*What you will do*
Check every line of the data below for the word "true". Copy the ones that have it.

Entries taken from a collection:
----------

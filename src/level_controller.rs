/*
ShootemUp - Arcade Shooter
*/
use bevy::prelude::*;
use std::path::Path;

use crate::level::{
    LevelDefinition,
    LevelPhase,
    FALLBACK_ENEMIES_REQUIRED,
    FALLBACK_ENEMY_HEALTH,
    FALLBACK_ENEMY_SPEED,
    FALLBACK_LEVEL_NAME,
    FALLBACK_LEVEL_NUMBER,
    FALLBACK_SPAWN_RATE,
    TRANSITION_SECS,
};
use crate::level_loader::{self, LoadDiagnostics, LoadError, LoadReport, LogDiagnostics};
use crate::spawner::EnemySpawner;

/// Drives Level-to-Level Progression
/// Owns the Level List (Fixed After Load), a Cursor Into it, the Kill Tally
/// for the Current Level and the Post-Completion Pause Timer
#[derive(Resource, Debug, Clone, Default)]
pub struct LevelController {
    levels: Vec<LevelDefinition>,
    current_index: usize,
    kill_count: u32,
    in_transition: bool,
    transition_elapsed: f32,
    // Only Report Running Out of Levels Once, Not Every Frame
    exhausted_logged: bool,
}

impl LevelController {
    pub fn new(levels: Vec<LevelDefinition>) -> Self {
        let mut c = Self::default();
        c.install(levels);
        c
    }

    /// Load From a Level File, Diagnostics Go to the Log
    pub fn load(&mut self, path: impl AsRef<Path>) -> Result<LoadReport, LoadError> {
        self.load_with(path, &mut LogDiagnostics)
    }

    pub fn load_with(
        &mut self,
        path: impl AsRef<Path>,
        sink: &mut dyn LoadDiagnostics,
    ) -> Result<LoadReport, LoadError> {
        let parsed = level_loader::read_levels(path.as_ref(), sink);
        self.commit(parsed)
    }

    pub fn load_from_str(
        &mut self,
        text: &str,
        sink: &mut dyn LoadDiagnostics,
    ) -> Result<LoadReport, LoadError> {
        let parsed = level_loader::levels_from_str(text, Path::new("<memory>"), sink);
        self.commit(parsed)
    }

    // A Failed Load Never Leaves Stale Levels Behind
    fn commit(
        &mut self,
        parsed: Result<(Vec<LevelDefinition>, LoadReport), LoadError>,
    ) -> Result<LoadReport, LoadError> {
        match parsed {
            Ok((levels, report)) => {
                self.install(levels);
                info!("=== {} levels loaded ({} lines rejected) ===", report.loaded, report.rejected);
                info!("Current level: {}", self.current_level_number());
                info!("Enemies required: {}", self.enemies_required());
                Ok(report)
            }
            Err(err) => {
                error!("Level load failed: {err}");
                self.install(Vec::new());
                Err(err)
            }
        }
    }

    fn install(&mut self, levels: Vec<LevelDefinition>) {
        *self = Self {
            levels,
            ..Self::default()
        };
    }

    /// Once Per Frame. Exactly One of Three Things Happens:
    /// Nothing (Out of Levels), the Pause Timer Advances, or the Kill Tally is Checked
    pub fn update(&mut self, delta_secs: f32, spawner: &mut impl EnemySpawner) {
        if !self.has_more_levels() {
            if !self.exhausted_logged {
                info!("No more levels available");
                self.exhausted_logged = true;
            }
            return;
        }

        if self.in_transition {
            self.transition_elapsed += delta_secs.max(0.0);

            if self.transition_elapsed >= TRANSITION_SECS {
                self.in_transition = false;
                self.transition_elapsed = 0.0;
                self.kill_count = 0;

                info!("Transition finished, now on level {}", self.current_level_number());
                spawner.set_spawn_rate(self.enemy_spawn_rate());
            }
            return;
        }

        if self.kill_count >= self.enemies_required() {
            info!(
                "Level {} complete! ({}/{})",
                self.current_level_number(),
                self.kill_count,
                self.enemies_required()
            );
            self.start_transition();
            self.next_level();
        }
    }

    /// Combat Reports a Kill. Ignored Unless a Level is Actively Being Played
    pub fn on_enemy_killed(&mut self) {
        if !self.phase().is_playing() {
            debug!("Kill ignored ({:?})", self.phase());
            return;
        }

        self.kill_count += 1;
        info!("Enemy killed! Progress: {}/{}", self.kill_count, self.enemies_required());
    }

    fn start_transition(&mut self) {
        self.in_transition = true;
        self.transition_elapsed = 0.0;
        self.kill_count = 0;
        info!("Level transition started");
    }

    fn next_level(&mut self) {
        self.current_index += 1;
        info!("Advancing to next level (index: {})", self.current_index);
    }

    pub fn phase(&self) -> LevelPhase {
        if !self.has_more_levels() {
            LevelPhase::Finished
        } else if self.in_transition {
            LevelPhase::Transitioning {
                from: self.current_index.saturating_sub(1),
                to: self.current_index,
            }
        } else {
            LevelPhase::Playing(self.current_index)
        }
    }

    pub fn current_level(&self) -> Option<&LevelDefinition> {
        self.levels.get(self.current_index)
    }

    pub fn levels(&self) -> &[LevelDefinition] {
        &self.levels
    }

    pub fn level_count(&self) -> usize {
        self.levels.len()
    }

    pub fn current_index(&self) -> usize {
        self.current_index
    }

    pub fn kill_count(&self) -> u32 {
        self.kill_count
    }

    pub fn in_transition(&self) -> bool {
        self.in_transition
    }

    pub fn transition_elapsed(&self) -> f32 {
        self.transition_elapsed
    }

    #[inline]
    pub fn has_more_levels(&self) -> bool {
        self.current_index < self.levels.len()
    }

    /// Another Level Exists After the Current One
    pub fn has_next_level(&self) -> bool {
        self.current_index + 1 < self.levels.len()
    }

    pub fn is_finished(&self) -> bool {
        self.phase() == LevelPhase::Finished
    }

    /// Kills / Required, Clamped to 0..=1 (0 When Nothing is Required)
    pub fn progress_fraction(&self) -> f32 {
        let required = self.enemies_required();
        if required == 0 {
            return 0.0;
        }
        (self.kill_count as f32 / required as f32).clamp(0.0, 1.0)
    }

    // Accessors, Each Falling Back to a Fixed Default Past the Last Level

    pub fn current_level_number(&self) -> u32 {
        self.current_level().map_or(FALLBACK_LEVEL_NUMBER, |l| l.level_number)
    }

    pub fn enemy_spawn_rate(&self) -> f32 {
        self.current_level().map_or(FALLBACK_SPAWN_RATE, |l| l.enemy_spawn_rate)
    }

    pub fn enemy_speed(&self) -> f32 {
        self.current_level().map_or(FALLBACK_ENEMY_SPEED, |l| l.enemy_speed)
    }

    pub fn enemy_health(&self) -> u32 {
        self.current_level().map_or(FALLBACK_ENEMY_HEALTH, |l| l.enemy_health)
    }

    pub fn enemies_required(&self) -> u32 {
        self.current_level().map_or(FALLBACK_ENEMIES_REQUIRED, |l| l.enemies_required)
    }

    pub fn level_name(&self) -> &str {
        self.current_level().map_or(FALLBACK_LEVEL_NAME, |l| l.name.as_str())
    }
}

#[cfg(test)]
pub(crate) mod tests {
    use super::*;
    use crate::level_loader::RecordedDiagnostics;

    /// Remembers Every Rate it Was Handed
    #[derive(Default)]
    pub(crate) struct RecordingSpawner {
        pub rates: Vec<f32>,
    }

    impl EnemySpawner for RecordingSpawner {
        fn set_spawn_rate(&mut self, rate: f32) {
            self.rates.push(rate);
        }
    }

    pub(crate) fn level(number: u32, required: u32, spawn: f32) -> LevelDefinition {
        LevelDefinition {
            level_number: number,
            name: format!("Level {number}"),
            enemy_spawn_rate: spawn,
            enemy_speed: 100.0 + number as f32,
            enemy_health: number,
            enemies_required: required,
        }
    }

    fn two_levels() -> LevelController {
        LevelController::new(vec![level(1, 2, 1.5), level(2, 3, 1.2)])
    }

    fn assert_fallbacks(c: &LevelController) {
        assert_eq!(c.current_level_number(), FALLBACK_LEVEL_NUMBER);
        assert_eq!(c.enemy_spawn_rate(), FALLBACK_SPAWN_RATE);
        assert_eq!(c.enemy_speed(), FALLBACK_ENEMY_SPEED);
        assert_eq!(c.enemy_health(), FALLBACK_ENEMY_HEALTH);
        assert_eq!(c.enemies_required(), FALLBACK_ENEMIES_REQUIRED);
        assert_eq!(c.level_name(), FALLBACK_LEVEL_NAME);
    }

    #[test]
    fn test_fallback_constants() {
        assert_eq!(FALLBACK_LEVEL_NUMBER, 0);
        assert_eq!(FALLBACK_SPAWN_RATE, 1.5);
        assert_eq!(FALLBACK_ENEMY_SPEED, 150.0);
        assert_eq!(FALLBACK_ENEMY_HEALTH, 2);
        assert_eq!(FALLBACK_ENEMIES_REQUIRED, 5);
        assert_eq!(FALLBACK_LEVEL_NAME, "Unknown");
    }

    #[test]
    fn test_load_starts_on_first_level() {
        let mut c = LevelController::default();
        let mut sink = RecordedDiagnostics::default();
        let report = c
            .load_from_str("# levels\n5,Later,1.0,90,1,4\n2,Earlier,2.0,80,1,3\nnope\n", &mut sink)
            .unwrap();

        assert_eq!(report, LoadReport { loaded: 2, rejected: 1 });
        assert_eq!(c.phase(), LevelPhase::Playing(0));
        // File Order, Not Sorted by Level Number
        assert_eq!(c.current_level_number(), 5);
        assert_eq!(c.levels()[1].name, "Earlier");
        assert_eq!(c.kill_count(), 0);
        assert!(!c.in_transition());
    }

    #[test]
    fn test_completion_starts_transition_and_advances_same_frame() {
        let mut c = two_levels();
        let mut spawner = RecordingSpawner::default();

        c.on_enemy_killed();
        c.on_enemy_killed();
        c.update(0.016, &mut spawner);

        assert!(c.in_transition());
        assert_eq!(c.current_index(), 1);
        assert_eq!(c.kill_count(), 0);
        assert_eq!(c.phase(), LevelPhase::Transitioning { from: 0, to: 1 });
        // Accessors Already Describe the Upcoming Level
        assert_eq!(c.current_level_number(), 2);
        assert_eq!(c.enemy_spawn_rate(), 1.2);
        assert!(spawner.rates.is_empty());
    }

    #[test]
    fn test_not_enough_kills_keeps_playing() {
        let mut c = two_levels();
        let mut spawner = RecordingSpawner::default();

        c.on_enemy_killed();
        c.update(1.0, &mut spawner);

        assert_eq!(c.phase(), LevelPhase::Playing(0));
        assert_eq!(c.kill_count(), 1);
        assert_eq!(c.progress_fraction(), 0.5);
    }

    #[test]
    fn test_transition_lasts_three_seconds() {
        let mut c = two_levels();
        let mut spawner = RecordingSpawner::default();

        c.on_enemy_killed();
        c.on_enemy_killed();
        c.update(0.0, &mut spawner);
        assert!(c.in_transition());
        assert_eq!(c.transition_elapsed(), 0.0);

        c.update(2.9, &mut spawner);
        assert!(c.in_transition());
        assert!(spawner.rates.is_empty());

        c.update(0.2, &mut spawner);
        assert!(!c.in_transition());
        assert_eq!(c.transition_elapsed(), 0.0);
        assert_eq!(spawner.rates, vec![1.2]);
        assert_eq!(c.phase(), LevelPhase::Playing(1));

        // Nothing Further Until the New Level is Cleared
        c.update(5.0, &mut spawner);
        assert_eq!(spawner.rates.len(), 1);
    }

    #[test]
    fn test_kills_during_transition_are_ignored() {
        let mut c = two_levels();
        let mut spawner = RecordingSpawner::default();

        c.on_enemy_killed();
        c.on_enemy_killed();
        c.update(0.0, &mut spawner);

        c.on_enemy_killed();
        c.on_enemy_killed();
        assert_eq!(c.kill_count(), 0);

        c.update(3.0, &mut spawner);
        assert_eq!(c.kill_count(), 0);
        assert_eq!(c.phase(), LevelPhase::Playing(1));
    }

    #[test]
    fn test_zero_requirement_transitions_on_first_update() {
        let mut c = LevelController::new(vec![level(1, 0, 1.0), level(2, 1, 0.5)]);
        let mut spawner = RecordingSpawner::default();

        c.update(0.016, &mut spawner);
        assert!(c.in_transition());
        assert_eq!(c.current_index(), 1);
    }

    #[test]
    fn test_zero_requirement_next_level_waits_one_frame() {
        let mut c = LevelController::new(vec![level(1, 1, 1.0), level(2, 0, 0.5), level(3, 4, 0.4)]);
        let mut spawner = RecordingSpawner::default();

        c.on_enemy_killed();
        c.update(0.0, &mut spawner);
        c.update(3.0, &mut spawner);
        assert_eq!(c.phase(), LevelPhase::Playing(1));

        c.update(0.0, &mut spawner);
        assert_eq!(c.phase(), LevelPhase::Transitioning { from: 1, to: 2 });
    }

    #[test]
    fn test_last_level_leads_to_finished_with_fallbacks() {
        let mut c = LevelController::new(vec![level(1, 1, 1.0)]);
        let mut spawner = RecordingSpawner::default();

        c.on_enemy_killed();
        c.update(0.0, &mut spawner);

        assert_eq!(c.phase(), LevelPhase::Finished);
        assert!(c.is_finished());
        // Banner Keeps Showing, Timer Never Runs Out
        assert!(c.in_transition());
        assert_fallbacks(&c);

        for _ in 0..10 {
            c.update(1.0, &mut spawner);
        }
        assert!(spawner.rates.is_empty());
        assert_eq!(c.transition_elapsed(), 0.0);
        assert_eq!(c.current_index(), 1);

        c.on_enemy_killed();
        assert_eq!(c.kill_count(), 0);
    }

    #[test]
    fn test_failed_load_clears_previous_levels() {
        let mut c = two_levels();
        c.on_enemy_killed();

        let mut sink = RecordedDiagnostics::default();
        let err = c.load_from_str("# nothing here\n", &mut sink).unwrap_err();
        assert!(matches!(err, LoadError::Empty { .. }));

        assert_eq!(c.level_count(), 0);
        assert_eq!(c.kill_count(), 0);
        assert!(c.is_finished());
        assert_fallbacks(&c);
    }

    #[test]
    fn test_second_load_is_full_reset() {
        let mut c = two_levels();
        let mut spawner = RecordingSpawner::default();
        c.on_enemy_killed();
        c.on_enemy_killed();
        c.update(0.0, &mut spawner);
        assert!(c.in_transition());

        let mut sink = RecordedDiagnostics::default();
        c.load_from_str("9,Fresh Start,2.0,50,1,1\n", &mut sink).unwrap();

        assert_eq!(c.phase(), LevelPhase::Playing(0));
        assert_eq!(c.level_name(), "Fresh Start");
        assert_eq!(c.transition_elapsed(), 0.0);
    }

    #[test]
    fn test_load_missing_file_is_unreadable() {
        let mut c = two_levels();
        let path = std::env::temp_dir().join("shootemup_missing_levels.txt");

        let err = c.load(&path).unwrap_err();
        assert!(matches!(err, LoadError::Unreadable { .. }));
        assert_eq!(c.level_count(), 0);
    }

    #[test]
    fn test_negative_delta_does_not_rewind() {
        let mut c = two_levels();
        let mut spawner = RecordingSpawner::default();
        c.on_enemy_killed();
        c.on_enemy_killed();
        c.update(0.0, &mut spawner);

        c.update(1.0, &mut spawner);
        c.update(-5.0, &mut spawner);
        assert_eq!(c.transition_elapsed(), 1.0);
    }

    #[test]
    fn test_has_next_level() {
        let mut c = two_levels();
        let mut spawner = RecordingSpawner::default();
        assert!(c.has_next_level());

        c.on_enemy_killed();
        c.on_enemy_killed();
        c.update(0.0, &mut spawner);
        assert!(c.has_more_levels());
        assert!(!c.has_next_level());
    }
}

----------

*Response to the exercise*
                self.exhausted_logged = true;
        self.in_transition = true;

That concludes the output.